* **Activity**
Repeat every line of the data verbatim.
Records supplied Start Marker
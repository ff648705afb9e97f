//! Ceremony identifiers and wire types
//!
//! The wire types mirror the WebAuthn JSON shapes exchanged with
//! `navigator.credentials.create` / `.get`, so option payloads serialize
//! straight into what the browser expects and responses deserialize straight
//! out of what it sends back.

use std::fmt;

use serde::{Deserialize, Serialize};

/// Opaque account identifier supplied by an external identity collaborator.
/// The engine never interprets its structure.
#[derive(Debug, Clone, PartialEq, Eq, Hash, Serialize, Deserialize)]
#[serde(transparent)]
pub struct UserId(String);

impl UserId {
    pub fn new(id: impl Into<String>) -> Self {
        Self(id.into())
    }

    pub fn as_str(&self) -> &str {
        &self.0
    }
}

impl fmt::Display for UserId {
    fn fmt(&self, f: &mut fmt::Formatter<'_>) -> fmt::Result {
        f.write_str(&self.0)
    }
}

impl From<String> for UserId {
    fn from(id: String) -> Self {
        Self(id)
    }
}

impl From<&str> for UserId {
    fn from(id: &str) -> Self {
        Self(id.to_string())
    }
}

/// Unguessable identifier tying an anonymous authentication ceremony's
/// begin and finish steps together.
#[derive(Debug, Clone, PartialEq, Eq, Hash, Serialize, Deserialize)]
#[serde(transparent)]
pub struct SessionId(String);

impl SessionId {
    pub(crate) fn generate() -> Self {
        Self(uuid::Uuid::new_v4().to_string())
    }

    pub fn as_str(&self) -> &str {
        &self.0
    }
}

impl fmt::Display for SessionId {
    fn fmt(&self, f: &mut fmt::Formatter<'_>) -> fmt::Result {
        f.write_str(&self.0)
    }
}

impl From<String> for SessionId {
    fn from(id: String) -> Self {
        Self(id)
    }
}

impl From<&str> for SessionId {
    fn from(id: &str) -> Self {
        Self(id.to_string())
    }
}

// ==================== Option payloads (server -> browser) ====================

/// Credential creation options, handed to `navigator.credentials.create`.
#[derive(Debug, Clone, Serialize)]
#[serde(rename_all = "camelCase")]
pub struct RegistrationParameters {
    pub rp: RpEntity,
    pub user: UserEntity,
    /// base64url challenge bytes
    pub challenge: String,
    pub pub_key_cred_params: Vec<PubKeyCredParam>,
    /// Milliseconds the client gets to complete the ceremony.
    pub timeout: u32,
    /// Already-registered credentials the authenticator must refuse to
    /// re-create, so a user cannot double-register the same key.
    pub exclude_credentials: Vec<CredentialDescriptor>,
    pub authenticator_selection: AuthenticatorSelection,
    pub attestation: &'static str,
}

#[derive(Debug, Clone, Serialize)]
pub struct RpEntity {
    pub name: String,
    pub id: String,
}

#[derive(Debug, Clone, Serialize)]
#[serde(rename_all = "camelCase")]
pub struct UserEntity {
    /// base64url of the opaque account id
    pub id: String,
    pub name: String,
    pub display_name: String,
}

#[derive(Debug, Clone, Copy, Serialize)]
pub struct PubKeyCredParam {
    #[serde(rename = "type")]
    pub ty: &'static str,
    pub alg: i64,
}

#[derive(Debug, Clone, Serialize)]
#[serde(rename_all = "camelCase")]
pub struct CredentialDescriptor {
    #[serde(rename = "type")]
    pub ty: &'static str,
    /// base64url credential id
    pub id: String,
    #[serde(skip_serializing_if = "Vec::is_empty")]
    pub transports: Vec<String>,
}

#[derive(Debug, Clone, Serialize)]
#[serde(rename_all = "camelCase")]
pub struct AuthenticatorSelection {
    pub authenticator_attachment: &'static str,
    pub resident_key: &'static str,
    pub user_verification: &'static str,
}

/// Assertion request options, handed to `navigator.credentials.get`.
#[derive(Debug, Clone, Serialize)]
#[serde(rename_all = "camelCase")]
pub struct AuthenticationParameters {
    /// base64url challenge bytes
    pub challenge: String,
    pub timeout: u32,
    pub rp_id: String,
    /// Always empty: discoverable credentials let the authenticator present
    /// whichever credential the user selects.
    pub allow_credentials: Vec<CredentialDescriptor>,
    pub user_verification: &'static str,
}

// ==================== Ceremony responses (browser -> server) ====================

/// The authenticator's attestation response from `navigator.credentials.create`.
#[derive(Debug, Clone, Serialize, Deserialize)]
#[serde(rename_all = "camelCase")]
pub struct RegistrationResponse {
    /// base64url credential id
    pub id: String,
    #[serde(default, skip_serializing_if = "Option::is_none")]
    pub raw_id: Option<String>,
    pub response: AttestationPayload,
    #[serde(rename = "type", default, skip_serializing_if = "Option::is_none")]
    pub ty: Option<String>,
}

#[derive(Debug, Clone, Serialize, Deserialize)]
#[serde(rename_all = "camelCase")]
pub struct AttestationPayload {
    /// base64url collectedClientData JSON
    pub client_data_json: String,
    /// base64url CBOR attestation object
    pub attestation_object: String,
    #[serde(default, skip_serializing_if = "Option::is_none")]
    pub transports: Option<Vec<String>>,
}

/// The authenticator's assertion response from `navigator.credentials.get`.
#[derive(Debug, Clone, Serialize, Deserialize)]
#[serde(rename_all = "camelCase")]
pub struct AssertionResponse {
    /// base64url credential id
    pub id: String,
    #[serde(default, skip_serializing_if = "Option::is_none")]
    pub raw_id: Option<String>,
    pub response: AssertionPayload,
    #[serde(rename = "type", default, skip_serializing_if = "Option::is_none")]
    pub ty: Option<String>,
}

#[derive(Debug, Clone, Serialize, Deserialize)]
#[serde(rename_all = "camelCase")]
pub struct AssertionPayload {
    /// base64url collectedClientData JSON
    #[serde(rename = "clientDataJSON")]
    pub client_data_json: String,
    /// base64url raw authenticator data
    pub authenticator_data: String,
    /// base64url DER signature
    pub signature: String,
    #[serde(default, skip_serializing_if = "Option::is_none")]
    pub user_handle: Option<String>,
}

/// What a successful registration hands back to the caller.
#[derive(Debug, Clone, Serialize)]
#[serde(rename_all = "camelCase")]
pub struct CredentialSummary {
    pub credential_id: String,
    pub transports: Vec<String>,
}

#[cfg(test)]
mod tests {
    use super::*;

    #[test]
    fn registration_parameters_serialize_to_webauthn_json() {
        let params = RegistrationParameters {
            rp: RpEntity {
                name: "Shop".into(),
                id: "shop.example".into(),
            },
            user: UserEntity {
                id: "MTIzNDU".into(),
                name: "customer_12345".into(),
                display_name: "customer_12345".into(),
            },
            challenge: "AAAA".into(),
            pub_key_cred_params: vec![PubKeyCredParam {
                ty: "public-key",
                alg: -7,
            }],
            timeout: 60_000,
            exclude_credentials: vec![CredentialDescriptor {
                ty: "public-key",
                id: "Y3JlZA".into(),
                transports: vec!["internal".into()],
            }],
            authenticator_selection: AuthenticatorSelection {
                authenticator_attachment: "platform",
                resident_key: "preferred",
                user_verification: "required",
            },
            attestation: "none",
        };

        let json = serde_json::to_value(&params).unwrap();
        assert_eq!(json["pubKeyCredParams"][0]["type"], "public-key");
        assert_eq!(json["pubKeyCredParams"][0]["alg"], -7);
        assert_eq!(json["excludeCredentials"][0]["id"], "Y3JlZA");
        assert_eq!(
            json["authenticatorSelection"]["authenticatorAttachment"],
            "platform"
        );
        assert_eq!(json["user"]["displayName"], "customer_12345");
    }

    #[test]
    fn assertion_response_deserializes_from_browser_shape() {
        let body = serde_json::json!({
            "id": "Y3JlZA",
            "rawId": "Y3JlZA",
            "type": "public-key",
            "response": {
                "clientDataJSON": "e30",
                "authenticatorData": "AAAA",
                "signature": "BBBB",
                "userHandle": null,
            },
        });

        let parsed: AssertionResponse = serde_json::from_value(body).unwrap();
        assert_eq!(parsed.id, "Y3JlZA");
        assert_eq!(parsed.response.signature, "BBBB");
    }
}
Records supplied End Marker
* **Solution for this exercise**
repository ff648705afb9e97f
//! Ceremony identifiers and wire types
//!
//! The wire types mirror the WebAuthn JSON shapes exchanged with
//! `navigator.credentials.create` / `.get`, so option payloads serialize
//! straight into what the browser expects and responses deserialize straight
//! out of what it sends back.

use std::fmt;

use serde::{Deserialize, Serialize};

/// Opaque account identifier supplied by an external identity collaborator.
/// The engine never interprets its structure.
#[derive(Debug, Clone, PartialEq, Eq, Hash, Serialize, Deserialize)]
#[serde(transparent)]
pub struct UserId(String);

impl UserId {
    pub fn new(id: impl Into<String>) -> Self {
        Self(id.into())
    }

    pub fn as_str(&self) -> &str {
        &self.0
    }
}

impl fmt::Display for UserId {
    fn fmt(&self, f: &mut fmt::Formatter<'_>) -> fmt::Result {
        f.write_str(&self.0)
    }
}

impl From<String> for UserId {
    fn from(id: String) -> Self {
        Self(id)
    }
}

impl From<&str> for UserId {
    fn from(id: &str) -> Self {
        Self(id.to_string())
    }
}

/// Unguessable identifier tying an anonymous authentication ceremony's
/// begin and finish steps together.
#[derive(Debug, Clone, PartialEq, Eq, Hash, Serialize, Deserialize)]
#[serde(transparent)]
pub struct SessionId(String);

impl SessionId {
    pub(crate) fn generate() -> Self {
        Self(uuid::Uuid::new_v4().to_string())
    }

    pub fn as_str(&self) -> &str {
        &self.0
    }
}

impl fmt::Display for SessionId {
    fn fmt(&self, f: &mut fmt::Formatter<'_>) -> fmt::Result {
        f.write_str(&self.0)
    }
}

impl From<String> for SessionId {
    fn from(id: String) -> Self {
        Self(id)
    }
}

impl From<&str> for SessionId {
    fn from(id: &str) -> Self {
        Self(id.to_string())
    }
}

// ==================== Option payloads (server -> browser) ====================

/// Credential creation options, handed to `navigator.credentials.create`.
#[derive(Debug, Clone, Serialize)]
#[serde(rename_all = "camelCase")]
pub struct RegistrationParameters {
    pub rp: RpEntity,
    pub user: UserEntity,
    /// base64url challenge bytes
    pub challenge: String,
    pub pub_key_cred_params: Vec<PubKeyCredParam>,
    /// Milliseconds the client gets to complete the ceremony.
    pub timeout: u32,
    /// Already-registered credentials the authenticator must refuse to
    /// re-create, so a user cannot double-register the same key.
    pub exclude_credentials: Vec<CredentialDescriptor>,
    pub authenticator_selection: AuthenticatorSelection,
    pub attestation: &'static str,
}

#[derive(Debug, Clone, Serialize)]
pub struct RpEntity {
    pub name: String,
    pub id: String,
}

#[derive(Debug, Clone, Serialize)]
#[serde(rename_all = "camelCase")]
pub struct UserEntity {
    /// base64url of the opaque account id
    pub id: String,
    pub name: String,
    pub display_name: String,
}

#[derive(Debug, Clone, Copy, Serialize)]
pub struct PubKeyCredParam {
    #[serde(rename = "type")]
    pub ty: &'static str,
    pub alg: i64,
}

#[derive(Debug, Clone, Serialize)]
#[serde(rename_all = "camelCase")]
pub struct CredentialDescriptor {
    #[serde(rename = "type")]
    pub ty: &'static str,
    /// base64url credential id
    pub id: String,
    #[serde(skip_serializing_if = "Vec::is_empty")]
    pub transports: Vec<String>,
}

#[derive(Debug, Clone, Serialize)]
#[serde(rename_all = "camelCase")]
pub struct AuthenticatorSelection {
    pub authenticator_attachment: &'static str,
    pub resident_key: &'static str,
    pub user_verification: &'static str,
}

/// Assertion request options, handed to `navigator.credentials.get`.
#[derive(Debug, Clone, Serialize)]
#[serde(rename_all = "camelCase")]
pub struct AuthenticationParameters {
    /// base64url challenge bytes
    pub challenge: String,
    pub timeout: u32,
    pub rp_id: String,
    /// Always empty: discoverable credentials let the authenticator present
    /// whichever credential the user selects.
    pub allow_credentials: Vec<CredentialDescriptor>,
    pub user_verification: &'static str,
}

// ==================== Ceremony responses (browser -> server) ====================

/// The authenticator's attestation response from `navigator.credentials.create`.
#[derive(Debug, Clone, Serialize, Deserialize)]
#[serde(rename_all = "camelCase")]
pub struct RegistrationResponse {
    /// base64url credential id
    pub id: String,
    #[serde(default, skip_serializing_if = "Option::is_none")]
    pub raw_id: Option<String>,
    pub response: AttestationPayload,
    #[serde(rename = "type", default, skip_serializing_if = "Option::is_none")]
    pub ty: Option<String>,
}

#[derive(Debug, Clone, Serialize, Deserialize)]
#[serde(rename_all = "camelCase")]
pub struct AttestationPayload {
    /// base64url collectedClientData JSON
    pub client_data_json: String,
    /// base64url CBOR attestation object
    pub attestation_object: String,
    #[serde(default, skip_serializing_if = "Option::is_none")]
    pub transports: Option<Vec<String>>,
}

/// The authenticator's assertion response from `navigator.credentials.get`.
#[derive(Debug, Clone, Serialize, Deserialize)]
#[serde(rename_all = "camelCase")]
pub struct AssertionResponse {
    /// base64url credential id
    pub id: String,
    #[serde(default, skip_serializing_if = "Option::is_none")]
    pub raw_id: Option<String>,
    pub response: AssertionPayload,
    #[serde(rename = "type", default, skip_serializing_if = "Option::is_none")]
    pub ty: Option<String>,
}

#[derive(Debug, Clone, Serialize, Deserialize)]
#[serde(rename_all = "camelCase")]
pub struct AssertionPayload {
    /// base64url collectedClientData JSON
    #[serde(rename = "clientDataJSON")]
    pub client_data_json: String,
    /// base64url raw authenticator data
    pub authenticator_data: String,
    /// base64url DER signature
    pub signature: String,
    #[serde(default, skip_serializing_if = "Option::is_none")]
    pub user_handle: Option<String>,
}

/// What a successful registration hands back to the caller.
#[derive(Debug, Clone, Serialize)]
#[serde(rename_all = "camelCase")]
pub struct CredentialSummary {
    pub credential_id: String,
    pub transports: Vec<String>,
}

#[cfg(test)]
mod tests {
    use super::*;

    #[test]
    fn registration_parameters_serialize_to_webauthn_json() {
        let params = RegistrationParameters {
            rp: RpEntity {
                name: "Shop".into(),
                id: "shop.example".into(),
            },
            user: UserEntity {
                id: "MTIzNDU".into(),
                name: "customer_12345".into(),
                display_name: "customer_12345".into(),
            },
            challenge: "AAAA".into(),
            pub_key_cred_params: vec![PubKeyCredParam {
                ty: "public-key",
                alg: -7,
            }],
            timeout: 60_000,
            exclude_credentials: vec![CredentialDescriptor {
                ty: "public-key",
                id: "Y3JlZA".into(),
                transports: vec!["internal".into()],
            }],
            authenticator_selection: AuthenticatorSelection {
                authenticator_attachment: "platform",
                resident_key: "preferred",
                user_verification: "required",
            },
            attestation: "none",
        };

        let json = serde_json::to_value(&params).unwrap();
        assert_eq!(json["pubKeyCredParams"][0]["type"], "public-key");
        assert_eq!(json["pubKeyCredParams"][0]["alg"], -7);
        assert_eq!(json["excludeCredentials"][0]["id"], "Y3JlZA");
        assert_eq!(
            json["authenticatorSelection"]["authenticatorAttachment"],
            "platform"
        );
        assert_eq!(json["user"]["displayName"], "customer_12345");
    }

    #[test]
    fn assertion_response_deserializes_from_browser_shape() {
        let body = serde_json::json!({
            "id": "Y3JlZA",
            "rawId": "Y3JlZA",
            "type": "public-key",
            "response": {
                "clientDataJSON": "e30",
                "authenticatorData": "AAAA",
                "signature": "BBBB",
                "userHandle": null,
            },
        });

        let parsed: AssertionResponse = serde_json::from_value(body).unwrap();
        assert_eq!(parsed.id, "Y3JlZA");
        assert_eq!(parsed.response.signature, "BBBB");
    }
}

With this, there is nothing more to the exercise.